Esse estilo não é o homem, ele indicia apenas um mentiroso, porque não traz verdades, alude a possíveis acontecimentos cuja verificação dispensa de bom grado. Esse estilo, comum nos twitter's e afins, não é o homem porque esse homem é uma simulação para alimentar simulações.

O efeito imediato parece o de um homem que personifica um estilo, mesmo que raso, forte. Mas é forte só na sugestão imediata (antes aparecia o mesmo perfil um pouco mais rebuscado nas conversas de café: a gente chegava a casa, pensava com calma e tento, e a verdade dita no café se esfumava com o frio). 

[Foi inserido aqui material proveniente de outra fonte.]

//! Rolling byte-rate window.
//!
//! Samples are `(timestamp_ms, cumulative_bytes)` pairs kept for
//! [`SAMPLE_RETENTION_MS`]. Rates are measured between the oldest and the
//! newest sample inside a trailing window, so a sample that clamps the
//! counter back to zero shows up as a zero rate rather than a negative one.

use std::collections::VecDeque;

/// How long samples are retained.
pub const SAMPLE_RETENTION_MS: u64 = 120_000;

/// Window used for the displayed current speed.
pub const CURRENT_SPEED_WINDOW_MS: u64 = 5_000;

/// Window used for the ETA speed.
pub const ETA_SPEED_WINDOW_MS: u64 = 60_000;

/// Samples older than this give no ETA.
pub const STALE_SAMPLE_MS: u64 = 120_000;

/// A window shorter than this gives no rate.
pub const MIN_MEASURABLE_SPAN_MS: u64 = 500;

/// Weight of the newest rate in the ETA moving average.
const ETA_SMOOTHING: f64 = 0.2;

#[derive(Debug, Clone, Copy, PartialEq, Eq)]
struct Sample {
    at_ms: u64,
    bytes: u64,
}

/// Rate samples plus the smoothed ETA speed.
#[derive(Debug, Default)]
pub struct SpeedWindow {
    samples: VecDeque<Sample>,
    smoothed: Option<f64>,
}

impl SpeedWindow {
    pub fn new() -> Self {
        Self::default()
    }

    /// Record the cumulative byte count at `at_ms`, evicting expired samples.
    pub fn record(&mut self, at_ms: u64, bytes: u64) {
        self.samples.push_back(Sample { at_ms, bytes });
        let cutoff = at_ms.saturating_sub(SAMPLE_RETENTION_MS);
        while let Some(front) = self.samples.front() {
            if front.at_ms >= cutoff {
                break;
            }
            self.samples.pop_front();
        }
    }

    /// Drop all samples and the smoothed speed.
    pub fn reset(&mut self) {
        self.samples.clear();
        self.smoothed = None;
    }

    pub fn len(&self) -> usize {
        self.samples.len()
    }

    pub fn is_empty(&self) -> bool {
        self.samples.is_empty()
    }

    /// Milliseconds since the newest sample.
    pub fn last_sample_age_ms(&self, now_ms: u64) -> Option<u64> {
        self.samples
            .back()
            .map(|s| now_ms.saturating_sub(s.at_ms))
    }

    /// Bytes per second over the trailing `window_ms`.
    ///
    /// `None` with fewer than two samples or when the samples in the window
    /// span less than [`MIN_MEASURABLE_SPAN_MS`]. A non-positive byte delta
    /// is a rate of `0.0`.
    pub fn rate_over(&self, window_ms: u64, now_ms: u64) -> Option<f64> {
        if self.samples.len() < 2 {
            return None;
        }
        let last = *self.samples.back()?;
        let cutoff = now_ms.saturating_sub(window_ms);

        let mut first = last;
        for sample in self.samples.iter().rev() {
            if sample.at_ms < cutoff {
                break;
            }
            first = *sample;
        }

        let span_ms = last.at_ms.saturating_sub(first.at_ms);
        if span_ms < MIN_MEASURABLE_SPAN_MS {
            return None;
        }
        if last.bytes <= first.bytes {
            return Some(0.0);
        }
        Some((last.bytes - first.bytes) as f64 * 1000.0 / span_ms as f64)
    }

    /// Rate shown to users.
    pub fn current_speed(&self, now_ms: u64) -> Option<f64> {
        self.rate_over(CURRENT_SPEED_WINDOW_MS, now_ms)
    }

    /// Smoothed rate for ETA estimates.
    ///
    /// A positive measured rate updates the moving average and is returned
    /// through it; a zero rate means no estimate. When nothing is measurable,
    /// the last average is reused until the newest sample goes stale.
    pub fn eta_speed(&mut self, now_ms: u64) -> Option<f64> {
        match self.rate_over(ETA_SPEED_WINDOW_MS, now_ms) {
            Some(rate) if rate > 0.0 => {
                let next = match self.smoothed {
                    Some(prev) => ETA_SMOOTHING * rate + (1.0 - ETA_SMOOTHING) * prev,
                    None => rate,
                };
                self.smoothed = Some(next);
                Some(next)
            }
            Some(_) => None,
            None => {
                let fresh = self
                    .last_sample_age_ms(now_ms)
                    .is_some_and(|age| age <= STALE_SAMPLE_MS);
                self.smoothed.filter(|s| *s > 0.0 && fresh)
            }
        }
    }
}

#[cfg(test)]
mod tests {
    use super::*;

    #[test]
    fn test_rate_needs_two_samples() {
        let mut window = SpeedWindow::new();
        assert_eq!(window.rate_over(5_000, 0), None);
        window.record(0, 100);
        assert_eq!(window.rate_over(5_000, 0), None);
    }

    #[test]
    fn test_rate_needs_half_a_second() {
        let mut window = SpeedWindow::new();
        window.record(1_000, 0);
        window.record(1_400, 4_000);
        assert_eq!(window.current_speed(1_400), None);

        window.record(1_500, 5_000);
        assert_eq!(window.current_speed(1_500), Some(10_000.0));
    }

    #[test]
    fn test_rate_uses_only_window() {
        let mut window = SpeedWindow::new();
        window.record(0, 0);
        window.record(10_000, 1_000_000);
        window.record(12_000, 1_002_000);
        window.record(14_000, 1_004_000);
        // Only the last three samples fall inside the 5 s window.
        assert_eq!(window.current_speed(14_000), Some(1_000.0));
    }

    #[test]
    fn test_clamped_sample_reads_as_zero() {
        let mut window = SpeedWindow::new();
        window.record(0, 500);
        window.record(1_000, 0);
        assert_eq!(window.current_speed(1_000), Some(0.0));
    }

    #[test]
    fn test_retention_evicts_old_samples() {
        let mut window = SpeedWindow::new();
        window.record(0, 0);
        window.record(60_000, 10);
        window.record(200_000, 20);
        assert_eq!(window.len(), 1);
    }

    #[test]
    fn test_eta_speed_smoothing() {
        let mut window = SpeedWindow::new();
        window.record(0, 0);
        window.record(1_000, 1_000);
        assert_eq!(window.eta_speed(1_000), Some(1_000.0));

        window.record(2_000, 4_000);
        // Measured 2000 B/s over the whole window; 0.2 * 2000 + 0.8 * 1000.
        let speed = window.eta_speed(2_000).unwrap();
        assert!((speed - 1_200.0).abs() < 1e-9);
    }

    #[test]
    fn test_eta_speed_goes_stale() {
        let mut window = SpeedWindow::new();
        window.record(0, 0);
        window.record(1_000, 1_000);
        assert!(window.eta_speed(1_000).is_some());

        // Window is empty of fresh samples but the average is still recent.
        assert!(window.eta_speed(100_000).is_some());
        assert_eq!(window.eta_speed(1_000 + STALE_SAMPLE_MS + 1), None);
    }

    #[test]
    fn test_reset_clears_average() {
        let mut window = SpeedWindow::new();
        window.record(0, 0);
        window.record(1_000, 1_000);
        window.eta_speed(1_000);
        window.reset();
        assert!(window.is_empty());
        assert_eq!(window.eta_speed(1_000), None);
    }
}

Quando esse político atinge o poder, um homem sem verdades, vacila, derrapa, emenda, grita, aponta o dedo aos outros como se ainda estivesse na oposição, atropela, arrasa, dizima se puder, para mascarar a realidade das inconsistências e das incompetências acumuladas. Porque o homem não tinha, afinal, estilo, apenas uma simulação de estilo. Se puder, esse homem instaura uma ditadura (ou uma democracia musculada) para proibir o que a realidade escancara: a falta de verdade do falso aforismo. E a musculação se mostra típica da falta de estilo. Um homem com estilo era Obama; um homem sem estilo, Trump. O primeiro sobreviveu aos seus erros; o segundo não conseguiu reeleger-se (fenómeno incomum nos EUA).

Esses homens sem estilo são populistas. Sobretudo quando não se rodeiam de pessoas competentes e não as deixam exercer a sua competência. Se a liberdade se mantém, eles desaparecem. Por isso precisam de muscular a política, identificar adversários e combatê-los ferozmente (com a ferocidade de outros homens). 

O estilo faz-se do homem, das verdades do homem. Constitui, portanto, grave indício que um homem não tenha estilo. E isso é fácil de ver. 


4.9.21

Aforismo do lixo

 

Toda a identidade gera seu lixo. Que não resolve. Revolve-se. 

Conforme o poder se afina, mais a identidade se define, porque é identificando que o poder se afina. 

Quanto mais a identidade se define mais aumenta a montanha de lixo. 

Que não se resolve. Revolve-se. E entra em combustão.